New Delhi, July 27: Global economy remains on the edge amid supply chain disruptions, while shadow of recession looms over several countries .

After the Covid-19 pandemic, supply shocks arose with the disruption in supply chains. Simultaneously, the aggregate demand for goods also increased, while the aggregated demand for services remained stagnant.

The recovery period of 2020-2021 reflected that the supply chain bottlenecks have been countered. However, it was found to be misleading[i].

The imbalance in excess demand and supply chain bottlenecks spiked the inflation rates. On top of that, the Ukraine-Russia war added fuel to the already raging fire.

Since the European countries are more open in terms of foreign trade, the spill over of the war caused food and fuel price shocks, leaving many countries with high headline inflationary pressures.

The recent Bloomberg survey of Economists estimated the recession probability forecasts of the Asian economies such as Sri Lanka, China, Japan, Hong Kong, Pakistan, etc., indicating that they would fall into recession in 2023.[ii]

Sri Lanka serves as a living example for other developing countries and take corrective measures, while the United States and European economies are not isolated from an all-time rise in inflation.

Meanwhile, the probability of slipping into recession for India stands at zero[iii] as the government has undertaken various policy measures to help the Indian economy on path of recovery.


Even when the advanced economies have become economically weaker, India is emerging as an attractive and preferred investment destination.

India received the highest annual Foreign Direct Investment (FDI) inflows of USD 83.57 billion in FY2021-22. The FDI equity inflows in manufacturing also rose by a record 76 per cent in 2021-22.[iv] As a result, the Gross Domestic Product (GDP) of India in FY2021-22 surpassed its pre-pandemic (FY2019-20) level by 1.5 per cent.

The unemployment rate also dropped in May 2022 in both urban and rural areas.[v] The Goods and Services Tax (GST) collection in June 2022 stood at Rs 1.4 lakh crores, reflecting a gathering pace of business activities.[vi]

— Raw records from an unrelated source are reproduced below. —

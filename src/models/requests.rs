use serde::{Deserialize, Serialize};
use validator::Validate;
use crate::models::domain::{ClassifyMode, GeoPoint};

/// Proximity query around a reference point
#[derive(Debug, Clone, Serialize, Deserialize, Validate)]
pub struct NearbyQuery {
    #[validate(range(min = -90.0, max = 90.0))]
    pub latitude: f64,
    #[validate(range(min = -180.0, max = 180.0))]
    pub longitude: f64,
    #[validate(range(exclusive_min = 0.0, max = 50.0))]
    #[serde(rename = "radiusKm", default = "default_radius_km")]
    pub radius_km: f64,
    #[validate(range(min = 1, max = 500))]
    #[serde(default = "default_limit")]
    pub limit: usize,
    /// `None` disables the dietary filter
    #[serde(default)]
    pub mode: Option<ClassifyMode>,
}

impl NearbyQuery {
    pub fn new(reference: GeoPoint, radius_km: f64) -> Self {
        Self {
            latitude: reference.latitude,
            longitude: reference.longitude,
            radius_km,
            limit: default_limit(),
            mode: Some(ClassifyMode::All),
        }
    }

    pub fn reference(&self) -> GeoPoint {
        GeoPoint::new(self.latitude, self.longitude)
    }
}

/// "Best of" listing query
#[derive(Debug, Clone, Serialize, Deserialize, Validate)]
pub struct TopRatedQuery {
    #[validate(range(min = 1, max = 500))]
    #[serde(default = "default_limit")]
    pub limit: usize,
    #[serde(default)]
    pub mode: Option<ClassifyMode>,
}

fn default_radius_km() -> f64 {
    1.0
}

fn default_limit() -> usize {
    50
}
// Core algorithm exports
pub mod classify;
pub mod distance;
pub mod filters;
pub mod ranker;
pub mod scoring;

pub use classify::{classify, DietaryProfile};
pub use distance::{calculate_bounding_box, distance_km, is_within_bounding_box, round_km};
pub use filters::{distance_to, venues_within_radius};
pub use ranker::Ranker;
pub use scoring::{composite_score, MAX_SCORE};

The reason behind India’s resilient performance against the shocks can be attributed to the policy interventions both at monetary and fiscal level.

After the pandemic shock, future expectations of the households transitioned into precautionary savings and when the economy recovered, consumer spending increased at a rapid pace, bringing higher liquidity in the economy.

It is noteworthy that price instability leads to a reduction in the investment rate, wages and savings.

The savings are likely to be invested into liquid assets like gold, which further leads to an outflow of capital as 98 per cent of gold demand is met with imports.

To curb this scenario, the Reserve Bank of India (RBI) has come up with tightened monetary policy interventions to anchor headline inflation (food and fuel price rise) and ease it into core inflation by hiking the prices of other commodities keeping into consideration the long-term economic growth of India.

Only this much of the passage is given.